Archive:  /content/glove_lstm_model.zip
   creating: glove_lstm_model/model/
  inflating: glove_lstm_model/__MACOSX/._model  
   creating: glove_lstm_model/model/variables/
  inflating: glove_lstm_model/__MACOSX/model/._variables  
  inflating: glove_lstm_model/model/saved_model.pb  
  inflating: glove_lstm_model/__MACOSX/model/._saved_model.pb  
   creating: glove_lstm_model/model/assets/
  inflating: glove_lstm_model/__MACOSX/model/._assets  
  inflating: glove_lstm_model/model/variables/variables.data-00000-of-00001  
  inflating: glove_lstm_model/__MACOSX/model/variables/._variables.data-00000-of-00001  
  inflating: glove_lstm_model/model/variables/variables.index  
  inflating: glove_lstm_model/__MACOSX/model/variables/._variables.index  


In [4]:
#load model
import tensorflow as tf
from tensorflow import keras

model = keras.models.load_model('glove_lstm_model/model')



In [29]:
# read the csv data in the google sheets and gather all of the sentences  
import pandas as pd

df = pd.read_csv("Urgency Sentences - Sheet1.csv", encoding="utf-8") 
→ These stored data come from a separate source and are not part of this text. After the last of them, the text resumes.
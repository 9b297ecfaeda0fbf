//! Services orchestrating the models over the storage collaborators.
//!
//! - [`TimeTrackingService`] drives the time entry lifecycle.
//! - [`PayPeriodManager`] creates non-overlapping pay periods.
//! - [`PayrollCalculator`] computes one employee's pay for a period.
//! - [`BatchProcessor`] runs the calculator over many employees.

mod batch;
mod pay_period;
mod payroll;
mod time_tracking;
mod validator;

pub use batch::BatchProcessor;
pub use pay_period::{NewPayPeriod, PayPeriodManager};
pub use payroll::{PayrollCalculator, PayrollRequest, PayrollValidation};
pub use time_tracking::{
    ClockInRequest, EmployeeTimeReport, NewTimeEntry, TimeEntryStats, TimeEntryUpdate,
    TimeTrackingService,
};
pub use validator::{EntryIssue, TimeEntryValidator};
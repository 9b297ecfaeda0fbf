//! Pay period model.
//!
//! This module contains the [`PayPeriod`] type: a bounded date range with a
//! pay date and frequency, processed at most once.

use chrono::{NaiveDate, NaiveDateTime};
use serde::{Deserialize, Serialize};
use uuid::Uuid;

use crate::error::{EngineError, EngineResult};

use super::PayrollFrequency;

/// Represents a pay period with its date range and pay date.
///
/// # Example
///
/// ```
/// use payroll_engine::models::{PayPeriod, PayrollFrequency};
/// use chrono::NaiveDate;
///
/// let date = |d| NaiveDate::from_ymd_opt(2024, 1, d).unwrap();
/// let period = PayPeriod::new(
///     date(1),
///     date(14),
///     date(19),
///     PayrollFrequency::Biweekly,
///     date(1).and_hms_opt(0, 0, 0).unwrap(),
/// );
///
/// assert_eq!(period.period_days(), 14);
/// assert!(period.contains_date(date(14)));
/// assert!(!period.contains_date(date(15)));
/// ```
#[derive(Debug, Clone, PartialEq, Eq, Serialize, Deserialize)]
pub struct PayPeriod {
    /// Unique identifier for the pay period.
    pub id: Uuid,
    /// First day of the period (inclusive).
    pub start_date: NaiveDate,
    /// Last day of the period (inclusive).
    pub end_date: NaiveDate,
    /// The day employees are paid.
    pub pay_date: NaiveDate,
    /// Pay frequency the period belongs to.
    pub frequency: PayrollFrequency,
    /// True once payroll has been run for the period.
    pub is_processed: bool,
    /// When the period was marked processed.
    pub processed_at: Option<NaiveDateTime>,
    /// When the period was created.
    pub created_at: NaiveDateTime,
}

impl PayPeriod {
    /// Creates an unprocessed pay period. No validation is performed here.
    pub fn new(
        start_date: NaiveDate,
        end_date: NaiveDate,
        pay_date: NaiveDate,
        frequency: PayrollFrequency,
        created_at: NaiveDateTime,
    ) -> Self {
        Self {
            id: Uuid::new_v4(),
            start_date,
            end_date,
            pay_date,
            frequency,
            is_processed: false,
            processed_at: None,
            created_at,
        }
    }

    /// Number of days in the period, counting both ends.
    pub fn period_days(&self) -> i64 {
        (self.end_date - self.start_date).num_days() + 1
    }

    /// Checks if a given date falls within this pay period.
    ///
    /// The check is inclusive of both start and end dates.
    pub fn contains_date(&self, date: NaiveDate) -> bool {
        date >= self.start_date && date <= self.end_date
    }

    /// Returns true if `today` falls within the period.
    pub fn is_current(&self, today: NaiveDate) -> bool {
        self.contains_date(today)
    }

    /// Returns true if the range `[start, end]` overlaps this period.
    ///
    /// Ranges that only touch at a boundary day (this period ends on the day
    /// the other starts, or starts on the day it ends) are adjacent and do not
    /// count as overlapping.
    ///
    /// # Examples
    ///
    /// ```
    /// use payroll_engine::models::{PayPeriod, PayrollFrequency};
    /// use chrono::NaiveDate;
    ///
    /// let date = |d| NaiveDate::from_ymd_opt(2024, 1, d).unwrap();
    /// let period = PayPeriod::new(
    ///     date(1), date(14), date(19), PayrollFrequency::Biweekly,
    ///     date(1).and_hms_opt(0, 0, 0).unwrap(),
    /// );
    ///
    /// assert!(!period.overlaps(date(14), date(28)));
    /// assert!(period.overlaps(date(10), date(20)));
    /// ```
    pub fn overlaps(&self, start: NaiveDate, end: NaiveDate) -> bool {
        let intersects = self.start_date <= end && start <= self.end_date;
        let adjacent = self.end_date == start || self.start_date == end;
        intersects && !adjacent
    }

    /// Marks the period processed.
    pub fn mark_processed(&mut self, at: NaiveDateTime) -> EngineResult<()> {
        if self.is_processed {
            return Err(EngineError::state(format!(
                "Pay period {} has already been processed",
                self.id
            )));
        }
        self.is_processed = true;
        self.processed_at = Some(at);
        Ok(())
    }
}
//! Decimal rounding helpers.
//!
//! Money and derived hours are kept to two decimal places, rounding halves
//! away from zero. Every amount rounded here is non-negative, so this is the
//! conventional round-half-up.

use rust_decimal::{Decimal, RoundingStrategy};

/// Number of decimal places kept for currency and hour values.
pub const MONEY_SCALE: u32 = 2;

/// Rounds a currency amount to cents using round-half-up.
///
/// # Examples
///
/// ```
/// use payroll_engine::calculation::round_currency;
/// use rust_decimal::Decimal;
/// use std::str::FromStr;
///
/// assert_eq!(round_currency(Decimal::from_str("10.005").unwrap()), Decimal::from_str("10.01").unwrap());
/// assert_eq!(round_currency(Decimal::from_str("10.004").unwrap()), Decimal::from_str("10.00").unwrap());
/// ```
pub fn round_currency(amount: Decimal) -> Decimal {
    amount.round_dp_with_strategy(MONEY_SCALE, RoundingStrategy::MidpointAwayFromZero)
}

/// Rounds an hour quantity to hundredths of an hour.
pub fn round_hours(hours: Decimal) -> Decimal {
    hours.round_dp_with_strategy(MONEY_SCALE, RoundingStrategy::MidpointAwayFromZero)
}

/// Converts whole minutes into hours rounded to hundredths.
pub fn minutes_to_hours(minutes: i64) -> Decimal {
    round_hours(Decimal::from(minutes) / Decimal::from(60))
}
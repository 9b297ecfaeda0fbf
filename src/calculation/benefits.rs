//! Benefit deductions.
//!
//! Insurance premiums are fixed monthly amounts prorated to the employee's
//! payroll frequency. The 401k contribution is a percentage of gross pay.

use rust_decimal::Decimal;

use crate::config::BenefitPremiums;
use crate::error::{EngineError, EngineResult};
use crate::models::{BenefitDeductions, Employee};

use super::{checked_mul, round_currency};

/// Calculates benefit deductions for one pay period.
///
/// Each enrolled premium is prorated and rounded on its own. The 401k
/// contribution applies only when enrolled with a positive percentage. An
/// amount beyond the decimal range is a validation error.
pub fn calculate_benefit_deductions(
    gross_pay: Decimal,
    employee: &Employee,
    premiums: &BenefitPremiums,
) -> EngineResult<BenefitDeductions> {
    let enrollment = &employee.benefits;
    let frequency = employee.payroll_frequency;
    let premium = |enrolled: bool, monthly: Decimal| -> EngineResult<Decimal> {
        if !enrolled {
            return Ok(Decimal::ZERO);
        }
        frequency
            .prorate_monthly(monthly)
            .map(round_currency)
            .ok_or_else(|| {
                EngineError::validation(format!("Amount out of range: monthly premium {monthly}"))
            })
    };

    let retirement_401k =
        if enrollment.retirement_401k && enrollment.retirement_401k_percent > Decimal::ZERO {
            let contribution = checked_mul(gross_pay, enrollment.retirement_401k_percent)?;
            round_currency(contribution / Decimal::ONE_HUNDRED)
        } else {
            Decimal::ZERO
        };

    Ok(BenefitDeductions {
        health: premium(enrollment.health, premiums.health_monthly)?,
        dental: premium(enrollment.dental, premiums.dental_monthly)?,
        vision: premium(enrollment.vision, premiums.vision_monthly)?,
        retirement_401k,
    })
}
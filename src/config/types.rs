//! Configuration types for payroll calculation.
//!
//! This module contains the strongly-typed configuration structures that
//! are deserialized from YAML configuration files. The `Default` impls
//! reproduce the engine's built-in flat-rate approximations.

use rust_decimal::Decimal;
use serde::{Deserialize, Serialize};

/// Tax rates and allowance amounts used by the flat-rate tax approximations.
#[derive(Debug, Clone, PartialEq, Eq, Serialize, Deserialize)]
pub struct TaxRates {
    /// Social Security rate applied to gross pay (e.g. 0.062).
    pub social_security_rate: Decimal,
    /// Medicare rate applied to gross pay (e.g. 0.0145).
    pub medicare_rate: Decimal,
    /// Flat federal income tax rate applied to gross pay (e.g. 0.20).
    pub default_tax_rate: Decimal,
    /// Flat state income tax rate applied to gross pay (e.g. 0.05).
    pub state_tax_rate: Decimal,
    /// Federal tax reduction per claimed federal allowance.
    pub federal_allowance_amount: Decimal,
    /// State tax reduction per claimed state allowance.
    pub state_allowance_amount: Decimal,
}

impl Default for TaxRates {
    fn default() -> Self {
        Self {
            social_security_rate: Decimal::new(62, 3),
            medicare_rate: Decimal::new(145, 4),
            default_tax_rate: Decimal::new(20, 2),
            state_tax_rate: Decimal::new(5, 2),
            federal_allowance_amount: Decimal::new(5000, 2),
            state_allowance_amount: Decimal::new(2500, 2),
        }
    }
}

/// Fixed monthly benefit premiums, prorated per payroll frequency.
#[derive(Debug, Clone, PartialEq, Eq, Serialize, Deserialize)]
pub struct BenefitPremiums {
    /// Monthly health insurance premium.
    pub health_monthly: Decimal,
    /// Monthly dental insurance premium.
    pub dental_monthly: Decimal,
    /// Monthly vision insurance premium.
    pub vision_monthly: Decimal,
}

impl Default for BenefitPremiums {
    fn default() -> Self {
        Self {
            health_monthly: Decimal::new(20000, 2),
            dental_monthly: Decimal::new(5000, 2),
            vision_monthly: Decimal::new(2500, 2),
        }
    }
}

/// Daily hour thresholds, pay multipliers and time-entry limits.
#[derive(Debug, Clone, PartialEq, Eq, Serialize, Deserialize)]
pub struct HourRules {
    /// Worked hours per day paid as regular time.
    pub regular_hours_limit: Decimal,
    /// Worked hours per day after which double time starts.
    pub overtime_hours_limit: Decimal,
    /// Overtime multiplier used when the employee has none of their own.
    pub default_overtime_multiplier: Decimal,
    /// Multiplier applied to hourly double-time hours.
    pub double_time_multiplier: Decimal,
    /// Maximum total hours a single day's entry may carry.
    pub max_daily_hours: Decimal,
    /// Maximum break duration in hours for a single entry.
    pub max_break_hours: Decimal,
    /// Maximum manually supplied hours for one pay period.
    pub max_period_hours: Decimal,
}

impl Default for HourRules {
    fn default() -> Self {
        Self {
            regular_hours_limit: Decimal::new(8, 0),
            overtime_hours_limit: Decimal::new(12, 0),
            default_overtime_multiplier: Decimal::new(15, 1),
            double_time_multiplier: Decimal::new(20, 1),
            max_daily_hours: Decimal::new(24, 0),
            max_break_hours: Decimal::new(4, 0),
            max_period_hours: Decimal::new(168, 0),
        }
    }
}

/// What to do with an employee that has neither a salary nor an hourly rate.
#[derive(Debug, Clone, Copy, PartialEq, Eq, Default, Serialize, Deserialize)]
#[serde(rename_all = "snake_case")]
pub enum MissingCompensationPolicy {
    /// Compute a gross pay of zero and attach a warning.
    #[default]
    ZeroGrossPay,
    /// Fail the calculation with a validation error.
    Reject,
}

/// How a pay period's pay date is checked against its bounds.
#[derive(Debug, Clone, Copy, PartialEq, Eq, Default, Serialize, Deserialize)]
#[serde(rename_all = "snake_case")]
pub enum PayDateRule {
    /// The pay date must fall on or after the period end date.
    #[default]
    OnOrAfterEndDate,
    /// The pay date must fall on or after the period start date.
    OnOrAfterStartDate,
}

/// Engine policies that callers may switch.
#[derive(Debug, Clone, PartialEq, Eq, Serialize, Deserialize)]
pub struct PolicyConfig {
    /// Handling of employees without compensation data.
    pub missing_compensation: MissingCompensationPolicy,
    /// Pay date validation rule for new pay periods.
    pub pay_date_rule: PayDateRule,
    /// Worker count for concurrent batch processing.
    pub batch_workers: usize,
}

impl Default for PolicyConfig {
    fn default() -> Self {
        Self {
            missing_compensation: MissingCompensationPolicy::default(),
            pay_date_rule: PayDateRule::default(),
            batch_workers: 4,
        }
    }
}

/// The complete payroll configuration.
///
/// # Example
///
/// ```
/// use payroll_engine::config::PayrollConfig;
/// use rust_decimal::Decimal;
///
/// let config = PayrollConfig::default();
/// assert_eq!(config.taxes.social_security_rate, Decimal::new(62, 3));
/// assert_eq!(config.hours.regular_hours_limit, Decimal::new(8, 0));
/// ```
#[derive(Debug, Clone, PartialEq, Eq, Default, Serialize, Deserialize)]
pub struct PayrollConfig {
    /// Tax rates and allowance amounts.
    pub taxes: TaxRates,
    /// Monthly benefit premiums.
    pub benefits: BenefitPremiums,
    /// Hour thresholds, multipliers and limits.
    pub hours: HourRules,
    /// Switchable policies.
    pub policy: PolicyConfig,
}
//! Gross pay calculation.
//!
//! Salaried employees receive their annual salary divided by the number of
//! pay periods per year. Hourly employees are paid per regular, overtime and
//! double-time hour. A bonus is added on top in both cases, and the total is
//! rounded to cents once at the end.

use rust_decimal::Decimal;
use serde::{Deserialize, Serialize};

use crate::config::HourRules;
use crate::error::EngineResult;
use crate::models::{Compensation, Employee, ResolvedHours};

use super::{checked_div, checked_mul, checked_sum, round_currency};

/// Default overtime multiplier when neither employee nor configuration sets one.
pub const DEFAULT_OVERTIME_MULTIPLIER: Decimal = Decimal::from_parts(15, 0, 0, false, 1);

/// The components of a gross pay figure.
///
/// Components are unrounded; only `gross_pay` is rounded to cents.
#[derive(Debug, Clone, Copy, Default, PartialEq, Eq, Serialize, Deserialize)]
pub struct GrossPayBreakdown {
    /// Salary share, or regular hours times the hourly rate.
    pub base_pay: Decimal,
    /// Overtime hours at the overtime multiplier.
    pub overtime_pay: Decimal,
    /// Double-time hours at the double-time multiplier.
    pub double_time_pay: Decimal,
    /// Bonus added, if positive.
    pub bonus: Decimal,
    /// The rounded total.
    pub gross_pay: Decimal,
}

/// Calculates gross pay for one pay period.
///
/// # Arguments
///
/// * `employee` - The employee's compensation profile
/// * `hours` - Resolved hours for the period (ignored for salaried employees)
/// * `bonus` - Bonus amount; non-positive values are ignored
/// * `rules` - Supplies the default overtime and double-time multipliers
///
/// Employees with no compensation data yield zero before the bonus. An
/// amount beyond the decimal range is a validation error.
///
/// # Examples
///
/// ```
/// use payroll_engine::calculation::calculate_gross_pay;
/// use payroll_engine::config::HourRules;
/// use payroll_engine::models::{Employee, EmployeeStatus, PayrollFrequency, ResolvedHours};
/// use rust_decimal::Decimal;
///
/// let employee = Employee {
///     id: "emp_001".to_string(),
///     name: "Ada Lovelace".to_string(),
///     status: EmployeeStatus::Active,
///     manager_id: None,
///     salary: None,
///     hourly_rate: Some(Decimal::from(20)),
///     payroll_frequency: PayrollFrequency::Weekly,
///     overtime_multiplier: None,
///     federal_allowances: 0,
///     state_allowances: 0,
///     additional_federal_withholding: Decimal::ZERO,
///     additional_state_withholding: Decimal::ZERO,
///     benefits: Default::default(),
/// };
/// let hours = ResolvedHours {
///     total: Decimal::from(42),
///     regular: Decimal::from(40),
///     overtime: Decimal::from(2),
///     double_time: Decimal::ZERO,
/// };
///
/// let breakdown =
///     calculate_gross_pay(&employee, &hours, Decimal::ZERO, &HourRules::default()).unwrap();
/// assert_eq!(breakdown.gross_pay, Decimal::from(860));
/// ```
pub fn calculate_gross_pay(
    employee: &Employee,
    hours: &ResolvedHours,
    bonus: Decimal,
    rules: &HourRules,
) -> EngineResult<GrossPayBreakdown> {
    let mut breakdown = match employee.compensation() {
        Compensation::Salaried { annual_salary } => GrossPayBreakdown {
            base_pay: checked_div(annual_salary, employee.payroll_frequency.salary_divisor())?,
            ..Default::default()
        },
        Compensation::Hourly { hourly_rate } => {
            let overtime_multiplier = employee
                .overtime_multiplier
                .unwrap_or(rules.default_overtime_multiplier);
            GrossPayBreakdown {
                base_pay: checked_mul(hours.regular, hourly_rate)?,
                overtime_pay: checked_mul(
                    checked_mul(hours.overtime, hourly_rate)?,
                    overtime_multiplier,
                )?,
                double_time_pay: checked_mul(
                    checked_mul(hours.double_time, hourly_rate)?,
                    rules.double_time_multiplier,
                )?,
                ..Default::default()
            }
        }
        Compensation::Missing => GrossPayBreakdown::default(),
    };

    if bonus > Decimal::ZERO {
        breakdown.bonus = bonus;
    }

    breakdown.gross_pay = round_currency(checked_sum([
        breakdown.base_pay,
        breakdown.overtime_pay,
        breakdown.double_time_pay,
        breakdown.bonus,
    ])?);
    Ok(breakdown)
}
#import nltk and clean the corpus
import string
from nltk.tokenize import word_tokenize
from nltk.corpus import stopwords
import nltk 

sentences = list()
lines = df['Sentence'].values.tolist()

nltk.download('punkt')
nltk.download('stopwords')

for line in lines:   
    tokens = word_tokenize(line)
    # convert to lower case
    tokens = [w.lower() for w in tokens]
    # remove punctuation from each word    
    table = str.maketrans('', '', string.punctuation)
    stripped = [w.translate(table) for w in tokens]
    # remove remaining tokens that are not alphabetic
    words = [word for word in stripped if word.isalpha()]
    # filter out stop words    
    stop_words = set(stopwords.words('english'))
    words = [w for w in words if not w in stop_words]
    sentences.append(words)

from tensorflow.keras.preprocessing.text import Tokenizer
from tensorflow.keras.preprocessing.sequence import pad_sequences

max_length = 100

# vectorize the text samples into a 2D integer tensor
tokenizer_obj = Tokenizer() 
tokenizer_obj.fit_on_texts(sentences)

[nltk_data] Downloading package punkt to /root/nltk_data...
[nltk_data]   Package punkt is already up-to-date!
[nltk_data] Downloading package stopwords to /root/nltk_data...
[nltk_data]   Package stopwords is already up-to-date!


### Demo

In [31]:
test_phrase = "Six people are in dire need of food." #@param {type:"string"}
tokens = word_tokenize(test_phrase)
# convert to lower case
tokens = [w.lower() for w in tokens]
# remove punctuation from each word    
table = str.maketrans('', '', string.punctuation)
stripped = [w.translate(table) for w in tokens]
# remove remaining tokens that are not alphabetic
words = [word for word in stripped if word.isalpha()]
# filter out stop words    
stop_words = set(stopwords.words('english'))
words = [w for w in words if not w in stop_words]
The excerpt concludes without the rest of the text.